The question of a second opinion was raised by a number of noble Lords. I agree that seeking a second opinion could lead to delays in detention decision-making, and that could have an impact on the length of time a detention occurs. However, I think that I have made it very clear, as have officials, that casework guidance is clear that the second-opinion process does not constitute a pause in the consideration of a case more generally, and we wish to seek to limit the amount of detention that an individual undertakes. I also understand—this point was raised by a number of colleagues—that there is the potential for retraumatisation of individuals because of that long period. But, again, I want to put vulnerable people at the heart of any policy and any review, and to look at how we can manage that system downstream in due course.
On the adults at risk policy itself, the amendments made to the statutory guidance did not change the requirements placed on the Home Office to identify potentially vulnerable people or indeed to assess the appropriateness of detention. Again, to reach out to the noble Lord, Lord Sharpe, I think there was an intention on the part of the previous Government to limit the amount of detention that was in place, but this House has to accept that, in some cases, detention will be a necessity. We have to try to ensure that, when that detention occurs, there is open, transparent and clear guidance for members of staff, constant medical monitoring of individuals who are potentially vulnerable, and that we ensure that that detention is done for a purpose. In addition, allied to the other points I have mentioned to my noble friend Lady Lister, we must look at how we can speed up the asylum claim issue to ensure that we reach conclusions speedily, fairly and openly. It is in nobody’s interests to have the long levels of backlog or indeed, therefore, the long levels of detention for some individuals because of an assessment process on the grounds of asylum claims.
We want to—and certainly have to—expand the detention estate to bolster our capacity to ensure that we have swift, firm and fair returns. However, we also need to do that in a way where we understand that we will never be at the point of detaining no vulnerable people, and we must be mindful that all those subject to immigration control who are liable to removal could indeed become vulnerable once in detention.
I am acutely conscious that the regime that we have, based on the legislation and the SI before this Committee today that was tabled by the noble Lord, Lord Sharpe, previously, needs to be reviewed. That review will take place, it will be part of the wider review of the policy as a whole and I will report back to this Committee and face scrutiny, as ever, by the terrier—as I think the noble Baroness, Lady Hamwee, called my noble friend Lady Lister. Having been a terrier on occasion myself, I know that terriers are a good thing to chew Ministers’ legs and keep them focused on issues. From my experience both as opposition spokesman, as I have been, and as Minister, as I have been before this post, I know that terriers are a useful asset to parliamentary democracy. I hope that I can also reassure my noble friend Lady Lister that we are examining these issues in what I hope will be a productive way.

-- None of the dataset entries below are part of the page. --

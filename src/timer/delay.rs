use crate::driver::Bridge;
use embedded_hal::delay::DelayNs;
use embedded_hal::digital::{InputPin, OutputPin};

/// One blocking iteration of the bridge: tick, poll, wait out the interval.
///
/// Split out of [`run_bridge_loop`] so firmware that has other work to do
/// per iteration (and tests) can drive the cadence itself.
pub fn bridge_step<D, RX, TX, ANT>(bridge: &mut Bridge<RX, TX, ANT>, delay: &mut D, tick_us: u32)
where
    D: DelayNs,
    RX: InputPin,
    TX: OutputPin,
    ANT: OutputPin,
{
    bridge.tick();
    bridge.poll();
    delay.delay_us(tick_us);
}

/// Runs the bridge forever with a blocking delay as the tick source.
///
/// This is for environments where interrupts are unavailable or undesired.
/// Timing jitter from the poll work directly skews pulse measurements, so
/// prefer interrupt-driven ticks (`timer-isr`) when the hardware allows it.
///
/// # Arguments
/// - `bridge`: the bridge instance; started here if the caller hasn't
/// - `delay`: a delay provider implementing `DelayNs`, typically from the HAL
/// - `tick_us`: the tick interval in microseconds
pub fn run_bridge_loop<D, RX, TX, ANT>(
    bridge: &mut Bridge<RX, TX, ANT>,
    delay: &mut D,
    tick_us: u32,
) -> !
where
    D: DelayNs,
    RX: InputPin,
    TX: OutputPin,
    ANT: OutputPin,
{
    bridge.start();
    loop {
        bridge_step(bridge, delay, tick_us);
    }
}

#[cfg(test)]
mod tests {
    use super::*;
    use embedded_hal_mock::eh1::delay::NoopDelay as MockDelay;
    use embedded_hal_mock::eh1::digital::{
        Mock as PinMock, State as PinState, Transaction as PinTransaction,
    };

    #[test]
    fn bridge_step_ticks_once() {
        let tx = PinMock::new(&[PinTransaction::set(PinState::Low)]);
        let rx = PinMock::new(&[]);
        let mut bridge: Bridge<PinMock, PinMock, PinMock> = Bridge::new(rx, tx, None);
        let mut delay = MockDelay::new();

        bridge_step(&mut bridge, &mut delay, 16);

        bridge.tx.done();
        bridge.rx.done();
    }
}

The wholesale review of this policy is under way, with a view to reforming it. Officials have been advised to progress this work at pace, given the paramount importance of this safeguard. Indeed, we now have officials monitoring the performance of the existing regulation to ensure that we feed into that review in a proper and effective way.
The issue that was raised about pregnant women remains the same under the latest regulations—unchanged—and we will not get a second opinion either, ensuring that they are excluded from this process; I hope that that reassures the noble Lord, Lord Sharpe.